What you have to do
Could you find every line in the records below that contains the word "drain" and copy it?

Supplied material
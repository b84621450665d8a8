//! Subscriber registry: the hub's table of open event streams

use crate::error::Result;
use crate::protocol::{encode, Envelope};
use bytes::Bytes;
use dashmap::DashMap;
use futures::Stream;
use std::pin::Pin;
use std::sync::{Arc, Weak};
use std::task::{Context, Poll};
use tokio::sync::mpsc;
use tracing::debug;
use uuid::Uuid;

type SubscriberMap = DashMap<Uuid, Arc<Subscriber>>;

/// One peer's open inbound event stream
#[derive(Debug)]
pub struct Subscriber {
    /// Unique per stream instance
    pub id: Uuid,
    /// Identity claimed when the stream was opened
    pub source_id: Option<String>,
    tx: mpsc::UnboundedSender<Bytes>,
}

impl Subscriber {
    /// Queue a frame on this stream; fails once the reading side is gone
    pub fn send(&self, frame: Bytes) -> std::result::Result<(), mpsc::error::SendError<Bytes>> {
        self.tx.send(frame)
    }

    pub fn is_closed(&self) -> bool {
        self.tx.is_closed()
    }
}

/// Tracks every attached subscriber, keyed by stream instance
#[derive(Clone, Default)]
pub struct SubscriberRegistry {
    subscribers: Arc<SubscriberMap>,
}

impl SubscriberRegistry {
    pub fn new() -> Self {
        Self::default()
    }

    /// Register a new subscriber and return the body that feeds it
    ///
    /// Dropping the returned stream (the peer closed or the transport
    /// errored) removes the subscriber.
    pub fn add(&self, source_id: Option<String>) -> SubscriberStream {
        let (tx, rx) = mpsc::unbounded_channel();
        let subscriber = Arc::new(Subscriber {
            id: Uuid::new_v4(),
            source_id,
            tx,
        });
        let id = subscriber.id;

        debug!(subscriber_id = %id, source = ?subscriber.source_id, "Subscriber attached");
        self.subscribers.insert(id, subscriber);

        SubscriberStream {
            id,
            rx,
            registry: Arc::downgrade(&self.subscribers),
        }
    }

    /// Remove a subscriber; removing an absent entry is a no-op
    ///
    /// Removal drops the sending half, which ends the peer's stream.
    pub fn remove(&self, id: Uuid) -> bool {
        let removed = self.subscribers.remove(&id).is_some();
        if removed {
            debug!(subscriber_id = %id, "Subscriber removed");
        }
        removed
    }

    /// Deliver an envelope to every subscriber it is addressed to
    ///
    /// Returns the number of subscribers the frame was queued for.
    pub fn dispatch(&self, envelope: &Envelope) -> Result<usize> {
        let frame = encode(envelope)?;
        Ok(self.dispatch_frame(envelope, frame))
    }

    /// Like [`dispatch`](Self::dispatch) with a pre-encoded frame
    pub fn dispatch_frame(&self, envelope: &Envelope, frame: Bytes) -> usize {
        let mut delivered = 0;
        let mut dead = Vec::new();

        for entry in self.subscribers.iter() {
            let subscriber = entry.value();
            if !envelope.is_for(subscriber.source_id.as_deref()) {
                continue;
            }

            match subscriber.send(frame.clone()) {
                Ok(()) => delivered += 1,
                Err(_) => {
                    // Expected during disconnect races
                    debug!(subscriber_id = %subscriber.id, "Subscriber stream closed during dispatch");
                    dead.push(subscriber.id);
                }
            }
        }

        for id in dead {
            self.remove(id);
        }

        if delivered == 0 {
            debug!(
                channel = %envelope.channel,
                destination = ?envelope.destination,
                "No subscribers for envelope"
            );
        }

        delivered
    }

    /// True iff at least one subscriber is attached
    pub fn has_listeners(&self) -> bool {
        !self.subscribers.is_empty()
    }

    pub fn count(&self) -> usize {
        self.subscribers.len()
    }

    /// Subscribers registered under `source_id`
    pub fn find_by_source(&self, source_id: &str) -> Vec<Arc<Subscriber>> {
        self.subscribers
            .iter()
            .filter(|entry| entry.value().source_id.as_deref() == Some(source_id))
            .map(|entry| entry.value().clone())
            .collect()
    }

    /// Close every stream registered under `source_id`
    pub fn close_source(&self, source_id: &str) -> usize {
        let ids: Vec<Uuid> = self
            .find_by_source(source_id)
            .into_iter()
            .map(|s| s.id)
            .collect();
        ids.into_iter().filter(|id| self.remove(*id)).count()
    }

    /// Close every stream
    pub fn clear(&self) -> usize {
        let ids: Vec<Uuid> = self.subscribers.iter().map(|entry| *entry.key()).collect();
        ids.into_iter().filter(|id| self.remove(*id)).count()
    }
}

/// The never-ending response body handed to a subscribing peer
///
/// Yields queued frames in dispatch order and ends once the subscriber is
/// removed from the registry.
pub struct SubscriberStream {
    id: Uuid,
    rx: mpsc::UnboundedReceiver<Bytes>,
    registry: Weak<SubscriberMap>,
}

impl SubscriberStream {
    pub fn id(&self) -> Uuid {
        self.id
    }
}

impl Stream for SubscriberStream {
    type Item = Result<Bytes>;

    fn poll_next(mut self: Pin<&mut Self>, cx: &mut Context<'_>) -> Poll<Option<Self::Item>> {
        self.rx.poll_recv(cx).map(|frame| frame.map(Ok))
    }
}

impl Drop for SubscriberStream {
    fn drop(&mut self) {
        if let Some(subscribers) = self.registry.upgrade() {
            if subscribers.remove(&self.id).is_some() {
                debug!(subscriber_id = %self.id, "Subscriber stream dropped");
            }
        }
    }
}

#[cfg(test)]
mod tests {
    use super::*;
    use crate::protocol::decode;
    use futures::StreamExt;
    use serde_json::json;

    fn drain(stream: &mut SubscriberStream) -> Vec<Bytes> {
        let mut frames = Vec::new();
        while let Ok(frame) = stream.rx.try_recv() {
            frames.push(frame);
        }
        frames
    }

    #[test]
    fn test_broadcast_reaches_everyone() {
        let registry = SubscriberRegistry::new();
        let mut a = registry.add(Some("a".into()));
        let mut b = registry.add(Some("b".into()));
        let mut anon = registry.add(None);

        let delivered = registry.dispatch(&Envelope::new("topic", vec![json!(1)])).unwrap();
        assert_eq!(delivered, 3);
        assert_eq!(drain(&mut a).len(), 1);
        assert_eq!(drain(&mut b).len(), 1);
        assert_eq!(drain(&mut anon).len(), 1);
    }

    #[test]
    fn test_addressed_reaches_only_destination() {
        let registry = SubscriberRegistry::new();
        let mut a = registry.add(Some("a".into()));
        let mut b = registry.add(Some("b".into()));
        let mut anon = registry.add(None);

        let env = Envelope::new("topic", vec![json!("x")]).to_destination("b");
        assert_eq!(registry.dispatch(&env).unwrap(), 1);
        assert!(drain(&mut a).is_empty());
        assert_eq!(drain(&mut b).len(), 1);
        assert!(drain(&mut anon).is_empty());
    }

    #[test]
    fn test_addressed_without_match_is_noop() {
        let registry = SubscriberRegistry::new();
        let mut a = registry.add(Some("a".into()));

        let env = Envelope::new("topic", vec![]).to_destination("ghost");
        assert_eq!(registry.dispatch(&env).unwrap(), 0);
        assert!(drain(&mut a).is_empty());
        assert_eq!(registry.count(), 1);
    }

    #[test]
    fn test_remove_is_idempotent() {
        let registry = SubscriberRegistry::new();
        let stream = registry.add(Some("a".into()));
        let id = stream.id();

        assert!(registry.remove(id));
        assert!(!registry.remove(id));
        assert_eq!(registry.count(), 0);
        assert!(!registry.has_listeners());

        // Dropping after removal is also harmless
        drop(stream);
        assert_eq!(registry.count(), 0);
    }

    #[test]
    fn test_drop_removes_subscriber() {
        let registry = SubscriberRegistry::new();
        let stream = registry.add(Some("a".into()));
        let _other = registry.add(Some("b".into()));
        assert_eq!(registry.count(), 2);

        drop(stream);
        assert_eq!(registry.count(), 1);
        assert!(registry.find_by_source("a").is_empty());
        assert!(registry.has_listeners());
    }

    #[test]
    fn test_same_source_gets_distinct_entries() {
        let registry = SubscriberRegistry::new();
        let first = registry.add(Some("a".into()));
        let second = registry.add(Some("a".into()));

        assert_ne!(first.id(), second.id());
        assert_eq!(registry.find_by_source("a").len(), 2);
    }

    #[tokio::test]
    async fn test_close_source_ends_stream() {
        let registry = SubscriberRegistry::new();
        let mut stream = registry.add(Some("a".into()));
        let _b = registry.add(Some("b".into()));

        registry
            .dispatch(&Envelope::new("last", vec![]).to_destination("a"))
            .unwrap();
        assert_eq!(registry.close_source("a"), 1);
        assert_eq!(registry.count(), 1);

        // Queued frames are still delivered before the end
        let frame = stream.next().await.unwrap().unwrap();
        assert!(frame.starts_with(b"{\"channel\":\"last\""));
        assert!(stream.next().await.is_none());
    }

    #[tokio::test]
    async fn test_frames_arrive_in_dispatch_order() {
        let registry = SubscriberRegistry::new();
        let stream = registry.add(None);

        for i in 0..10 {
            registry.dispatch(&Envelope::new("seq", vec![json!(i)])).unwrap();
        }
        registry.clear();

        let values: Vec<i64> = decode(stream)
            .map(|f| f.unwrap().values[0].as_i64().unwrap())
            .collect()
            .await;
        assert_eq!(values, (0..10).collect::<Vec<_>>());
    }

    #[test]
    fn test_closed_receiver_is_pruned_on_dispatch() {
        let registry = SubscriberRegistry::new();
        let mut stream = registry.add(Some("a".into()));
        let id = stream.id();

        // Closing the receiving half without dropping the stream
        stream.rx.close();
        assert!(registry.find_by_source("a")[0].is_closed());

        assert_eq!(registry.dispatch(&Envelope::new("c", vec![])).unwrap(), 0);
        assert!(!registry.remove(id));
    }
}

Result of the task
    fn drain(stream: &mut SubscriberStream) -> Vec<Bytes> {
        assert_eq!(drain(&mut a).len(), 1);
        assert_eq!(drain(&mut b).len(), 1);
        assert_eq!(drain(&mut anon).len(), 1);
        assert!(drain(&mut a).is_empty());
        assert_eq!(drain(&mut b).len(), 1);
        assert!(drain(&mut anon).is_empty());
        assert!(drain(&mut a).is_empty());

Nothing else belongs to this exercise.